Próximo papa poderia ser negro, diz cardeal africano em Roma

Peter Kodwo Appiah Turkson é um dos mais importantes participantes de uma reunião sobre a igreja na África

Associated Press,

05 Outubro 2009 | 14h04

Um importante cardeal africano disse, nesta segunda-feira, 5, que não há nenhum impedimento para que o próximo papa seja negro, citando como exemplo a eleição nos Estados Unidos do presidente Barack Obama.

 

O cardeal Peter Kodwo Appiah Turkson, de Gana, é um dos mais importantes participantes de uma reunião de três semanas no Vaticano sobre o papel da Igreja Católica na África.

 

Durante uma entrevista coletiva, perguntaram a Turkson se ele considerava essa uma época propícia para um papa negro assumir, em especial após o triunfo de Obama. "Por que não?", respondeu o religioso, argumentando que cada homem que se ordena sacerdote está disposto a ser papa e recebe treinamento para isso quando vira bispo ou cardeal. "Tudo isso é parte do mesmo pacote", completou.

 

Turkson recordou que o ex-secretário-geral das Nações Unidas, Kofi Annan, é ganês e negro. "Ele teve problemas, mas de

qualquer modo conseguiu", avaliou. "Agora temos Obama nos EUA e se a Divina Providência quiser, pois a igreja pertence a Deus, se Deus quiser ver um homem negro como papa, daremos graças a Deus."

 

Há anos se especula sobre a possibilidade de um papa oriundo de um país em desenvolvimento, pois é precisamente nessas nações que a Igreja Católica mais cresce.
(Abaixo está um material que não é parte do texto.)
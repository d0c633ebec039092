// SPDX-License-Identifier: Apache-2.0 OR MIT
// Copyright (c) 2025-2026 naskel.com

//! Network server dialects.
//!
//! Each LNS integration publishes uplinks in its own JSON shape. A
//! [`Dialect`] turns one raw message into a normalized [`Frame`].
//!
//! | Dialect  | DevEUI                    | FPort                    | Payload                            |
//! |----------|---------------------------|--------------------------|------------------------------------|
//! | `ttn`    | `end_device_ids.dev_eui`  | `uplink_message.f_port`  | `uplink_message.frm_payload` (b64) |
//! | `loriot` | `EUI`                     | `port`                   | `data` (hex)                       |

pub mod loriot;
pub mod ttn;

use crate::frame::Frame;
use serde::{Deserialize, Serialize};
use std::fmt;
use std::str::FromStr;
use thiserror::Error;

/// Frame parsing errors.
#[derive(Debug, Error)]
pub enum ParseError {
    /// Message is not JSON.
    #[error("invalid envelope: {0}")]
    InvalidEnvelope(#[from] serde_json::Error),

    /// JSON, but not an uplink this dialect understands.
    #[error("invalid frame: {0}")]
    InvalidFrame(String),
}

/// Supported network server dialects.
#[derive(Debug, Clone, Copy, PartialEq, Eq, Hash, Serialize, Deserialize)]
#[serde(rename_all = "lowercase")]
pub enum Dialect {
    /// The Things Stack (v3) MQTT/webhook uplink.
    Ttn,
    /// Loriot uplink data message.
    Loriot,
}

impl Dialect {
    /// All known dialects.
    pub const ALL: [Dialect; 2] = [Dialect::Ttn, Dialect::Loriot];

    /// Configuration name.
    pub fn name(self) -> &'static str {
        match self {
            Self::Ttn => "ttn",
            Self::Loriot => "loriot",
        }
    }

    /// Parse a raw message into a frame stamped with the current time.
    pub fn parse(self, raw: &[u8]) -> Result<Frame, ParseError> {
        let value: serde_json::Value = serde_json::from_slice(raw)?;
        match self {
            Self::Ttn => ttn::parse(&value),
            Self::Loriot => loriot::parse(&value),
        }
    }
}

impl fmt::Display for Dialect {
    fn fmt(&self, f: &mut fmt::Formatter<'_>) -> fmt::Result {
        f.write_str(self.name())
    }
}

impl FromStr for Dialect {
    type Err = String;

    fn from_str(s: &str) -> Result<Self, Self::Err> {
        Self::ALL
            .into_iter()
            .find(|d| d.name().eq_ignore_ascii_case(s))
            .ok_or_else(|| {
                format!(
                    "unsupported LNS '{}' (expected one of: {})",
                    s,
                    Self::ALL.map(Dialect::name).join(", ")
                )
            })
    }
}

#[cfg(test)]
mod tests {
    use super::*;

    #[test]
    fn test_dialect_from_str() {
        assert_eq!("ttn".parse::<Dialect>(), Ok(Dialect::Ttn));
        assert_eq!("LORIOT".parse::<Dialect>(), Ok(Dialect::Loriot));

        let err = "chirpstack".parse::<Dialect>().unwrap_err();
        assert!(err.contains("chirpstack"));
        assert!(err.contains("ttn, loriot"));
    }

    #[test]
    fn test_not_json_is_invalid_envelope() {
        for dialect in Dialect::ALL {
            let err = dialect.parse(b"badformat").unwrap_err();
            assert!(matches!(err, ParseError::InvalidEnvelope(_)), "{dialect}");
        }
    }

    #[test]
    fn test_weird_json_is_invalid_frame() {
        for dialect in Dialect::ALL {
            let err = dialect.parse(br#"{"weird":"frame"}"#).unwrap_err();
            assert!(matches!(err, ParseError::InvalidFrame(_)), "{dialect}");
        }
    }

    #[test]
    fn test_dialect_deserialize() {
        let d: Dialect = serde_yaml::from_str("loriot").expect("yaml");
        assert_eq!(d, Dialect::Loriot);
        assert!(serde_yaml::from_str::<Dialect>("kerlink").is_err());
    }
}
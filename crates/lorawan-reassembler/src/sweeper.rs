// SPDX-License-Identifier: Apache-2.0 OR MIT
// Copyright (c) 2025-2026 naskel.com

//! Background eviction of stale and oversized pending sets.

use crate::stats::ServiceStats;
use crate::store::{Eviction, EvictionReason, FragmentStore};
use chrono::Utc;
use std::sync::Arc;
use std::time::Duration;
use tokio_util::sync::CancellationToken;
use tracing::{debug, warn};

/// Sweeper limits.
#[derive(Debug, Clone, Copy)]
pub struct SweepPolicy {
    /// Maximum fragments per pending set.
    pub max_chunks: usize,
    /// Maximum age of a set's last fragment.
    pub max_age: Duration,
    /// Scan period.
    pub interval: Duration,
}

/// Periodic scanner over the fragment store.
#[derive(Debug)]
pub struct Sweeper {
    store: Arc<FragmentStore>,
    stats: Arc<ServiceStats>,
    policy: SweepPolicy,
}

impl Sweeper {
    /// Create a sweeper.
    pub fn new(store: Arc<FragmentStore>, stats: Arc<ServiceStats>, policy: SweepPolicy) -> Self {
        Self {
            store,
            stats,
            policy,
        }
    }

    /// Run one scan and record its evictions.
    pub fn sweep_once(&self) -> Vec<Eviction> {
        let evicted = self
            .store
            .sweep(self.policy.max_chunks, self.policy.max_age, Utc::now());

        for eviction in &evicted {
            match eviction.reason {
                EvictionReason::TooManyChunks => {
                    warn!(
                        "Too many chunks for {} ({} > {}), dropping",
                        eviction.dev_eui, eviction.fragments, self.policy.max_chunks
                    );
                    ServiceStats::incr(&self.stats.evicted_overflow);
                }
                EvictionReason::Stale => {
                    warn!(
                        "Timeout for {}, dropping {} fragment(s)",
                        eviction.dev_eui, eviction.fragments
                    );
                    ServiceStats::incr(&self.stats.evicted_stale);
                }
            }
        }

        evicted
    }

    /// Scan every interval until `cancel` fires.
    pub async fn run(self, cancel: CancellationToken) {
        let mut ticker = tokio::time::interval(self.policy.interval);
        // The first tick completes immediately.
        ticker.tick().await;

        loop {
            tokio::select! {
                biased;

                _ = cancel.cancelled() => {
                    debug!("Sweeper shutting down");
                    break;
                }
                _ = ticker.tick() => {
                    self.sweep_once();
                }
            }
        }
    }
}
Na África, o número de católicos passou de 55 milhões, em 1978, para 146 milhões em 2007. Enquanto isso, na Europa diminui o número de fiéis.

 

Em 1978, o polonês Karol Wojtyla se converteu no papa João Paulo II, o primeiro papa não italiano em 455 anos.

 

Depois, os cardeais elegeram o alemão Joseph Ratzinger, que adotou o nome de Bento XVI. A próxima eleição, porém, ocorrerá apenas após a morte do titular, com boa saúde nos seus 82 anos.